Friday July 18 th Update “WesList” proteins Wes and Mark? identified a number of potential targets based upon the presence of patents – the enzyme name, PlasmoDB ID and number of patents found were provided. It was decided that a round of target selection would be carried out to identify P. falciparum targets which might have medical relevance. I have cross-referenced this to the available P. falciparum proteins in the SGPP Target Selection database: 314 proteins were identified Selection was carried out based upon: 0 predicted TM regions Homology to PDB proteins – 55% identity threshold Homology to human redundant dataset – 55% identity threshold These proteins were also blasted against the T. brucei and L. major proteins currently present in the SGPP Target Selection database in order to identify a homologous protein dataset for target selection in these species.

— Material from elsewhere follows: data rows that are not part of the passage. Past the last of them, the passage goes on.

//! The realistic engine variant (4.5): next-trading-day settlement, honours
//! `allow_fractional_shares`, processes explicit per-bar dividends, and only
//! rebalances when every active ticker is also trading.

use std::collections::{BTreeMap, HashSet};

use chrono::NaiveDate;
use log::{debug, info, warn};

use crate::calendar::Calendar;
use crate::config::BacktestConfig;
use crate::dates::{generate_recurring_dates, has_interval_elapsed};
use crate::engine::{Engine, EngineOutput, PriceIndex};
use crate::error::{BacktestError, Result};
use crate::orders::{Order, OrderBook, OrderSide, OrderSnapshot};
use crate::portfolio::realistic::RealisticPortfolio;
use crate::portfolio::{DividendPortfolio, Portfolio};
use crate::types::{PortfolioAllocation, Ticker};

pub struct RealisticEngine;

impl Engine for RealisticEngine {
    fn run(config: &BacktestConfig, calendar: &Calendar, prices: &PriceIndex) -> Result<EngineOutput> {
        let mut portfolio = RealisticPortfolio::new();
        let mut order_book = OrderBook::new();
        let mut output = EngineOutput::default();

        let cashflow_dates = config
            .recurring_investment
            .as_ref()
            .map(|r| generate_recurring_dates(config.start_date, config.end_date, r.frequency))
            .unwrap_or_default();

        let mut previous_rebalance_date = calendar.first_active_date().unwrap_or(config.start_date);

        for date in calendar.dates() {
            portfolio.daily_reset();
            let mut place_order = false;

            if date == config.start_date {
                info!("ENGINE(realistic): depositing initial investment {} on {date}", config.initial_investment);
                portfolio.add_cash(config.initial_investment)?;
                place_order = true;
            }

            if cashflow_dates.contains(&date) {
                let amount = config.recurring_investment.as_ref().expect("cashflow_dates non-empty implies recurring_investment").amount;
                debug!("ENGINE(realistic): recurring cashflow {amount} on {date}");
                portfolio.add_cash(amount)?;
                place_order = true;
            }

            let before_first_active = calendar.first_active_date().map_or(true, |fad| date < fad);
            if before_first_active {
                output.cash.push(portfolio.cash_snapshot(date));
                continue;
            }

            let day_prices = prices.all_prices_on(date);

            let dividends_today = prices.dividends_on(date);
            if !dividends_today.is_empty() {
                let total = portfolio.process_dividends(&dividends_today);
                if *total > 0.0 {
                    if config.strategy.reinvest_dividends {
                        debug!("ENGINE(realistic): reinvesting dividend income {} on {date}", *total);
                        portfolio.add_cash(*total)?;
                        place_order = true;
                    } else {
                        debug!("ENGINE(realistic): booking dividend income {} on {date}", *total);
                        portfolio.book_dividend_income(*total);
                    }
                }
            }

            let active: HashSet<Ticker> = calendar.active_tickers(date);
            let mut active_sorted: Vec<Ticker> = active.iter().cloned().collect();
            active_sorted.sort();

            let rebalancing = should_rebalance(config, calendar, date, &active, previous_rebalance_date);

            if place_order || rebalancing {
                let normalized_weights = config.target_portfolio.normalized_over(&active_sorted);

                if rebalancing {
                    info!("ENGINE(realistic): rebalancing on {date}");
                    queue_rebalance_orders(&mut order_book, &portfolio, &normalized_weights, &day_prices, calendar, date);
                    portfolio.mark_rebalanced();
                    previous_rebalance_date = date;
                } else {
                    queue_cashflow_orders(&mut order_book, &portfolio, &normalized_weights, calendar, date);
                }
            }

            for order in order_book.due_on(date) {
                settle(&mut portfolio, &mut order_book, order, &day_prices, config.strategy.allow_fractional_shares, date)?;
            }

            output.cash.push(portfolio.cash_snapshot(date));
            output.holdings.extend(portfolio.holdings_snapshot(date, &day_prices));
            output.dividends.extend(portfolio.dividend_snapshot(date));
        }

        output.orders = order_book.executed().iter().chain(order_book.pending_at_end().iter()).map(OrderSnapshot::from).collect();

        Ok(output)
    }
}

/// True iff every active ticker trades today and the configured rebalance
/// interval has elapsed since the last rebalance (4.5).
fn should_rebalance(config: &BacktestConfig, calendar: &Calendar, date: NaiveDate, active: &HashSet<Ticker>, previous_rebalance_date: NaiveDate) -> bool {
    let Some(frequency) = config.strategy.rebalance_frequency.as_dates_frequency() else {
        return false;
    };
    if !calendar.all_trading(date, active) {
        return false;
    }
    has_interval_elapsed(previous_rebalance_date, date, frequency)
}

/// Queue correction orders so each ticker reaches its target weight of the
/// portfolio's current total value (4.5's rebalance procedure).
fn queue_rebalance_orders(order_book: &mut OrderBook, portfolio: &RealisticPortfolio, weights: &PortfolioAllocation, prices: &BTreeMap<Ticker, f64>, calendar: &Calendar, date: NaiveDate) {
    let total_value = *portfolio.get_total_value(prices);
    for (ticker, weight) in weights.iter() {
        let target_value = total_value * **weight;
        let actual_value = portfolio.holdings().get(ticker).map(|qty| **qty).unwrap_or(0.0) * prices.get(ticker).copied().unwrap_or(0.0);
        let correction = target_value - actual_value;
        let date_executed = calendar.next_trading_date(ticker, date);
        if date_executed.is_none() {
            warn!("ENGINE(realistic): no trading day on/after {date} for {ticker}, order stays pending indefinitely");
        }
        if correction > 0.0 {
            order_book.queue(ticker.clone(), correction, OrderSide::Buy, date, date_executed);
        } else if correction < 0.0 {
            order_book.queue(ticker.clone(), -correction, OrderSide::Sell, date, date_executed);
        }
    }
}

/// Queue buy orders sized by `weights x available_cash` (4.5's non-rebalance
/// branch for cashflow/dividend-driven investment).
fn queue_cashflow_orders(order_book: &mut OrderBook, portfolio: &RealisticPortfolio, weights: &PortfolioAllocation, calendar: &Calendar, date: NaiveDate) {
    let available = *portfolio.get_available_cash();
    if available <= 0.0 || weights.is_empty() {
        return;
    }
    for (ticker, weight) in weights.iter() {
        let funds = available * **weight;
        let date_executed = calendar.next_trading_date(ticker, date);
        if date_executed.is_none() {
            warn!("ENGINE(realistic): no trading day on/after {date} for {ticker}, order stays pending indefinitely");
        }
        order_book.queue(ticker.clone(), funds, OrderSide::Buy, date, date_executed);
    }
}

/// Execute one order settling today: look up today's price (fatal if
/// missing, 7), apply it to the portfolio, and record the outcome.
fn settle(portfolio: &mut RealisticPortfolio, order_book: &mut OrderBook, order: Order, prices: &BTreeMap<Ticker, f64>, allow_fractional: bool, date: NaiveDate) -> Result<()> {
    let Some(price) = prices.get(&order.ticker).copied() else {
        return Err(BacktestError::MissingPriceForSettlement { ticker: order.ticker.to_string(), date: date.to_string() });
    };

    let units = match order.side {
        OrderSide::Buy => portfolio.invest(&order.ticker, order.target_value, price, allow_fractional)?,
        OrderSide::Sell => portfolio.sell(&order.ticker, order.target_value, price, allow_fractional)?,
    };
    if units > 0.0 {
        match order.side {
            OrderSide::Buy => portfolio.mark_buy(),
            OrderSide::Sell => portfolio.mark_sell(),
        }
    }
    order_book.record_executed(order, units, price);
    Ok(())
}

#[cfg(test)]
mod tests {
    use std::collections::HashMap;

    use super::*;
    use crate::config::{RawBacktestConfig, RebalanceFrequency, Strategy};
    use crate::data::{prepare, AssetMeta, FxTable, RawBar};
    use crate::dates::Frequency;
    use crate::orders::OrderStatus;
    use crate::types::{Currency, Mode};

    fn d(s: &str) -> NaiveDate {
        NaiveDate::parse_from_str(s, "%Y-%m-%d").unwrap()
    }

    /// Scenario 3 (8): an order placed on a non-trading day settles on the
    /// next trading day, at that day's price.
    #[test]
    fn recurring_order_settles_next_trading_day() {
        let raw_config = RawBacktestConfig {
            mode: Mode::Realistic,
            base_currency: Currency::GBP,
            start_date: "2020-01-01".to_string(),
            end_date: "2020-01-15".to_string(),
            target_weights: HashMap::from([("X".to_string(), 1.0)]),
            initial_investment: 1000.0,
            strategy: Strategy { allow_fractional_shares: true, reinvest_dividends: true, rebalance_frequency: RebalanceFrequency::Never },
            recurring_investment: Some(crate::config::RecurringInvestment { amount: 100.0, frequency: Frequency::Weekly }),
        };
        let config = BacktestConfig::from_raw(raw_config).unwrap();

        let mut raw = Vec::new();
        for day in 1..=15 {
            let date = NaiveDate::from_ymd_opt(2020, 1, day).unwrap();
            // 2020-01-08 is a non-trading holiday; every other day trades.
            let is_trading = day != 8;
            raw.push(RawBar { date, ticker: Ticker::new("X"), close: 100.0 + day as f64, adjusted_close: 100.0 + day as f64, is_trading_day: is_trading, dividend: None });
        }
        let mut assets = HashMap::new();
        assets.insert(Ticker::new("X"), AssetMeta { ticker: Ticker::new("X"), display_name: "X".into(), native_currency: Currency::GBP });
        let fx = FxTable::new();

        let prepared = prepare(Mode::Realistic, Currency::GBP, &config.tickers(), config.start_date, config.end_date, &raw, &assets, &fx).unwrap();
        let calendar = Calendar::build(&prepared, config.start_date, config.end_date);
        let index = PriceIndex::build(&prepared);

        let output = RealisticEngine::run(&config, &calendar, &index).unwrap();

        let order = output
            .orders
            .iter()
            .find(|o| o.date_placed == d("2020-01-08") && o.status == OrderStatus::Fulfilled)
            .expect("order placed on the holiday should have settled");
        assert_eq!(order.date_executed, Some(d("2020-01-09")));
    }

    /// Scenario 6 (8): dividend income booked to cash, not reinvested.
    #[test]
    fn dividend_income_booked_when_not_reinvesting() {
        let raw_config = RawBacktestConfig {
            mode: Mode::Realistic,
            base_currency: Currency::GBP,
            start_date: "2020-01-02".to_string(),
            end_date: "2020-01-03".to_string(),
            target_weights: HashMap::from([("X".to_string(), 1.0)]),
            initial_investment: 1000.0,
            strategy: Strategy { allow_fractional_shares: true, reinvest_dividends: false, rebalance_frequency: RebalanceFrequency::Never },
            recurring_investment: None,
        };
        let config = BacktestConfig::from_raw(raw_config).unwrap();

        let raw = vec![
            RawBar { date: d("2020-01-02"), ticker: Ticker::new("X"), close: 10.0, adjusted_close: 10.0, is_trading_day: true, dividend: None },
            RawBar { date: d("2020-01-03"), ticker: Ticker::new("X"), close: 10.0, adjusted_close: 10.0, is_trading_day: true, dividend: Some(0.5) },
        ];
        let mut assets = HashMap::new();
        assets.insert(Ticker::new("X"), AssetMeta { ticker: Ticker::new("X"), display_name: "X".into(), native_currency: Currency::GBP });
        let fx = FxTable::new();

        let prepared = prepare(Mode::Realistic, Currency::GBP, &config.tickers(), config.start_date, config.end_date, &raw, &assets, &fx).unwrap();
        let calendar = Calendar::build(&prepared, config.start_date, config.end_date);
        let index = PriceIndex::build(&prepared);

        let output = RealisticEngine::run(&config, &calendar, &index).unwrap();

        let day2 = output.cash.iter().find(|c| c.date == d("2020-01-03")).unwrap();
        assert_eq!(*day2.dividend_income.unwrap(), 50.0);
        let day1_holding_units = output.holdings.iter().find(|h| h.date == d("2020-01-02")).unwrap().units;
        assert_eq!(*day1_holding_units, 100.0);
    }

    #[test]
    fn rebalance_skipped_when_a_component_is_not_trading() {
        let raw_config = RawBacktestConfig {
            mode: Mode::Realistic,
            base_currency: Currency::GBP,
            start_date: "2020-01-01".to_string(),
            end_date: "2020-01-10".to_string(),
            target_weights: HashMap::from([("A".to_string(), 0.5), ("B".to_string(), 0.5)]),
            initial_investment: 1000.0,
            strategy: Strategy { allow_fractional_shares: true, reinvest_dividends: true, rebalance_frequency: RebalanceFrequency::Daily },
            recurring_investment: None,
        };
        let config = BacktestConfig::from_raw(raw_config).unwrap();

        let mut raw = Vec::new();
        for day in 1..=10 {
            let date = NaiveDate::from_ymd_opt(2020, 1, day).unwrap();
            raw.push(RawBar { date, ticker: Ticker::new("A"), close: 100.0, adjusted_close: 100.0, is_trading_day: true, dividend: None });
            // B never trades after day 1: every later active day is non-trading.
            raw.push(RawBar { date, ticker: Ticker::new("B"), close: 100.0, adjusted_close: 100.0, is_trading_day: day == 1, dividend: None });
        }
        let mut assets = HashMap::new();
        assets.insert(Ticker::new("A"), AssetMeta { ticker: Ticker::new("A"), display_name: "A".into(), native_currency: Currency::GBP });
        assets.insert(Ticker::new("B"), AssetMeta { ticker: Ticker::new("B"), display_name: "B".into(), native_currency: Currency::GBP });
        let fx = FxTable::new();

        let prepared = prepare(Mode::Realistic, Currency::GBP, &config.tickers(), config.start_date, config.end_date, &raw, &assets, &fx).unwrap();
        let calendar = Calendar::build(&prepared, config.start_date, config.end_date);
        let index = PriceIndex::build(&prepared);

        let output = RealisticEngine::run(&config, &calendar, &index).unwrap();
        let rebalance_days = output.cash.iter().filter(|c| c.did_rebalance).count();
        // Only day 1 has both components trading.
        assert_eq!(rebalance_days, 0);
    }
}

Following exclusion of proteins based upon “normal” selection procedures as well as the previously discussed homology exclusions, 135 P. falciparum proteins were identified as possible targets and sent to Chris. 73 of these were identified as previously having been targeted – most likely from the previously carried out enzyme selection. A variety of data was sent to Chris, as well as the more usual sequence, length etc. Matches vs redundant human proteins match (>55% identity excluded) Matches vs PDB match (>55% identity excluded) Matches vs Structural Genomics Targets match Enzyme Name; Nbr patents; Priority This should allow him to select 96 targets from the list of 135. I did not carry out selection based upon the size thresholds in order to allow Chris to obtain 96 proteins, if necessary including a few above the 850 amino acid threshold. The average length in this set is 764; 51 proteins are above the normal size threshold of 850; 15 are longer than 1,000 amino acids. Chris will send me back a list of the proteins selected and will also send this list directly to Frank for inclusion in the WebPages and in the DB being maintained there.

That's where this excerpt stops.